WHAT NEEDS TO BE DONE
Output exactly, with nothing added, the entries from the first line through the line with "assert_eq!(styles.len(), 2);".

Stored data
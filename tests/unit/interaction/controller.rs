use super::*;
use crate::interaction::view::NullView;

fn drag(
    c: &mut InteractionController,
    t: &mut OverlayTransform,
    affordance: Affordance,
    path: &[(f64, f64)],
) {
    let (x0, y0) = path[0];
    c.pointer_down(affordance, PointerInput::mouse(x0, y0), t);
    for &(x, y) in &path[1..] {
        c.pointer_move(PointerInput::mouse(x, y), t, &mut NullView);
    }
    c.pointer_up();
}

#[test]
fn idle_ignores_moves_and_ups() {
    let mut c = InteractionController::default();
    let mut t = OverlayTransform::default();
    assert!(!c.pointer_move(PointerInput::mouse(10.0, 10.0), &mut t, &mut NullView));
    assert_eq!(c.pointer_up(), None);
    assert_eq!(t, OverlayTransform::default());
    assert_eq!(c.state(), ControllerState::Idle);
}

#[test]
fn move_gesture_is_relative_to_start() {
    let mut c = InteractionController::default();
    let mut t = OverlayTransform::default();
    assert_eq!(
        c.pointer_down(Affordance::Move, PointerInput::mouse(50.0, 50.0), &t),
        ControllerState::Moving
    );
    let mut styles = Vec::new();
    c.pointer_move(PointerInput::mouse(60.0, 55.0), &mut t, &mut styles);
    c.pointer_move(PointerInput::mouse(70.0, 60.0), &mut t, &mut styles);
    assert_eq!((t.x, t.y), (20.0, 10.0));
    assert_eq!(styles.len(), 2);
    assert_eq!(styles[1].left, 20.0);
    assert_eq!(styles[1].top, 10.0);
    assert_eq!(c.pointer_up(), Some(GestureKind::Move));
    assert!(c.is_idle());
}

#[test]
fn move_keeps_tracking_outside_the_overlay() {
    let mut c = InteractionController::default();
    let mut t = OverlayTransform::default();
    drag(
        &mut c,
        &mut t,
        Affordance::Move,
        &[(5.0, 5.0), (900.0, 5.0), (1005.0, -995.0)],
    );
    assert_eq!((t.x, t.y), (1000.0, -1000.0));
}

#[test]
fn resize_gesture_uses_start_size() {
    let mut c = InteractionController::default();
    let mut t = OverlayTransform::default();
    drag(
        &mut c,
        &mut t,
        Affordance::Resize,
        &[(100.0, 100.0), (150.0, 90.0), (130.0, 120.0)],
    );
    assert_eq!((t.width, t.height), (130.0, 120.0));
    assert_eq!((t.x, t.y), (0.0, 0.0));
}

#[test]
fn resize_is_floored() {
    let mut c = InteractionController::new(ControllerSettings {
        min_extent_px: 5.0,
        ..ControllerSettings::default()
    });
    let mut t = OverlayTransform::default();
    drag(
        &mut c,
        &mut t,
        Affordance::Resize,
        &[(100.0, 100.0), (-400.0, -400.0)],
    );
    assert_eq!((t.width, t.height), (5.0, 5.0));
}

#[test]
fn locked_resize_follows_width() {
    let mut c = InteractionController::new(ControllerSettings {
        resize_mode: ResizeMode::LockAspect,
        ..ControllerSettings::default()
    });
    let mut t = OverlayTransform::reset_with_aspect(100.0, Some(0.5));
    drag(
        &mut c,
        &mut t,
        Affordance::Resize,
        &[(100.0, 50.0), (200.0, 55.0)],
    );
    assert!((t.width - 200.0).abs() < 1e-9);
    assert!((t.height - 100.0).abs() < 1e-9);
}

#[test]
fn body_press_picks_move_or_resize() {
    let mut c = InteractionController::default();
    let t = OverlayTransform::default();
    assert_eq!(
        c.pointer_down(Affordance::Body, PointerInput::mouse(95.0, 96.0), &t),
        ControllerState::Resizing
    );
    c.pointer_up();
    assert_eq!(
        c.pointer_down(Affordance::Body, PointerInput::mouse(40.0, 40.0), &t),
        ControllerState::Moving
    );
    c.pointer_up();
    assert_eq!(
        c.pointer_down(Affordance::Body, PointerInput::mouse(400.0, 40.0), &t),
        ControllerState::Idle
    );
}

#[test]
fn second_press_does_not_interrupt() {
    let mut c = InteractionController::default();
    let mut t = OverlayTransform::default();
    c.pointer_down(Affordance::Move, PointerInput::mouse(0.0, 0.0), &t);
    assert_eq!(
        c.pointer_down(Affordance::Rotate, PointerInput::mouse(0.0, 0.0), &t),
        ControllerState::Moving
    );
    c.pointer_move(PointerInput::mouse(3.0, 4.0), &mut t, &mut NullView);
    assert_eq!((t.x, t.y), (3.0, 4.0));
}

#[test]
fn rotate_applies_incremental_angle() {
    let mut c = InteractionController::default();
    let mut t = OverlayTransform::default(); // center (50, 50)
    c.pointer_down(Affordance::Rotate, PointerInput::mouse(150.0, 50.0), &t);
    assert_eq!(c.state(), ControllerState::Rotating);
    c.pointer_move(PointerInput::mouse(50.0, 150.0), &mut t, &mut NullView);
    assert!((t.rotation_deg - 90.0).abs() < 1e-9);
    c.pointer_move(PointerInput::mouse(150.0, 150.0), &mut t, &mut NullView);
    assert!((t.rotation_deg - 45.0).abs() < 1e-9);
    c.pointer_up();
    assert_eq!((t.x, t.y, t.width, t.height), (0.0, 0.0, 100.0, 100.0));
}

#[test]
fn rotate_crosses_branch_cut_without_jump() {
    let mut c = InteractionController::default();
    let mut t = OverlayTransform::default();
    // start just above the negative x axis, end just below it
    c.pointer_down(Affordance::Rotate, PointerInput::mouse(-50.0, 49.0), &t);
    c.pointer_move(PointerInput::mouse(-50.0, 51.0), &mut t, &mut NullView);
    assert!(t.rotation_deg.abs() < 5.0, "got {}", t.rotation_deg);
    assert!(t.rotation_deg < 0.0);
}

#[test]
fn full_turns_accumulate_across_gestures() {
    let mut c = InteractionController::default();
    let mut t = OverlayTransform::default();
    let circle: Vec<(f64, f64)> = (0..=8)
        .map(|i| {
            let a = f64::from(i) * std::f64::consts::FRAC_PI_4;
            (50.0 + 100.0 * a.cos(), 50.0 + 100.0 * a.sin())
        })
        .collect();
    drag(&mut c, &mut t, Affordance::Rotate, &circle);
    drag(&mut c, &mut t, Affordance::Rotate, &circle);
    assert!((t.rotation_deg - 720.0).abs() < 1e-6);
}

#[test]
fn gestures_are_isolated() {
    let mut c = InteractionController::default();
    let mut t = OverlayTransform::default();

    drag(&mut c, &mut t, Affordance::Rotate, &[(150.0, 50.0), (50.0, 150.0)]);
    let rot = t.rotation_deg;
    drag(&mut c, &mut t, Affordance::Resize, &[(0.0, 0.0), (40.0, -20.0)]);
    assert_eq!(t.rotation_deg, rot);
    assert_eq!((t.width, t.height), (140.0, 80.0));

    let size = (t.width, t.height);
    drag(&mut c, &mut t, Affordance::Rotate, &[(300.0, 40.0), (70.0, 300.0)]);
    assert_eq!((t.width, t.height), size);

    let (r, s) = (t.rotation_deg, (t.width, t.height));
    drag(&mut c, &mut t, Affordance::Move, &[(0.0, 0.0), (-7.0, 9.0)]);
    assert_eq!(t.rotation_deg, r);
    assert_eq!((t.width, t.height), s);
    assert_eq!((t.x, t.y), (-7.0, 9.0));
}

#[test]
fn touch_and_mouse_share_the_machine() {
    let mut c = InteractionController::default();
    let mut t = OverlayTransform::default();
    c.pointer_down(Affordance::Move, PointerInput::touch(1, 10.0, 10.0), &t);
    // a different finger and a mouse are ignored
    assert!(!c.pointer_move(PointerInput::touch(2, 90.0, 90.0), &mut t, &mut NullView));
    assert!(!c.pointer_move(PointerInput::mouse(90.0, 90.0), &mut t, &mut NullView));
    assert!(c.pointer_move(PointerInput::touch(1, 15.0, 30.0), &mut t, &mut NullView));
    assert_eq!((t.x, t.y), (5.0, 20.0));
    assert_eq!(c.pointer_up(), Some(GestureKind::Move));
}

#[test]
fn cursor_hint_matches_hit_zone() {
    let c = InteractionController::default();
    let t = OverlayTransform::default();
    assert_eq!(c.cursor_hint(Point::new(99.0, 99.0), &t), CursorHint::SeResize);
    assert_eq!(c.cursor_hint(Point::new(10.0, 99.0), &t), CursorHint::Move);
    assert_eq!(c.cursor_hint(Point::new(-10.0, 0.0), &t), CursorHint::Default);
}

RESPONSE AREA
filename tests/unit/interaction/controller.rs
use super::*;
use crate::interaction::view::NullView;

fn drag(
    c: &mut InteractionController,
    t: &mut OverlayTransform,
    affordance: Affordance,
    path: &[(f64, f64)],
) {
    let (x0, y0) = path[0];
    c.pointer_down(affordance, PointerInput::mouse(x0, y0), t);
    for &(x, y) in &path[1..] {
        c.pointer_move(PointerInput::mouse(x, y), t, &mut NullView);
    }
    c.pointer_up();
}

#[test]
fn idle_ignores_moves_and_ups() {
    let mut c = InteractionController::default();
    let mut t = OverlayTransform::default();
    assert!(!c.pointer_move(PointerInput::mouse(10.0, 10.0), &mut t, &mut NullView));
    assert_eq!(c.pointer_up(), None);
    assert_eq!(t, OverlayTransform::default());
    assert_eq!(c.state(), ControllerState::Idle);
}

#[test]
fn move_gesture_is_relative_to_start() {
    let mut c = InteractionController::default();
    let mut t = OverlayTransform::default();
    assert_eq!(
        c.pointer_down(Affordance::Move, PointerInput::mouse(50.0, 50.0), &t),
        ControllerState::Moving
    );
    let mut styles = Vec::new();
    c.pointer_move(PointerInput::mouse(60.0, 55.0), &mut t, &mut styles);
    c.pointer_move(PointerInput::mouse(70.0, 60.0), &mut t, &mut styles);
    assert_eq!((t.x, t.y), (20.0, 10.0));
    assert_eq!(styles.len(), 2);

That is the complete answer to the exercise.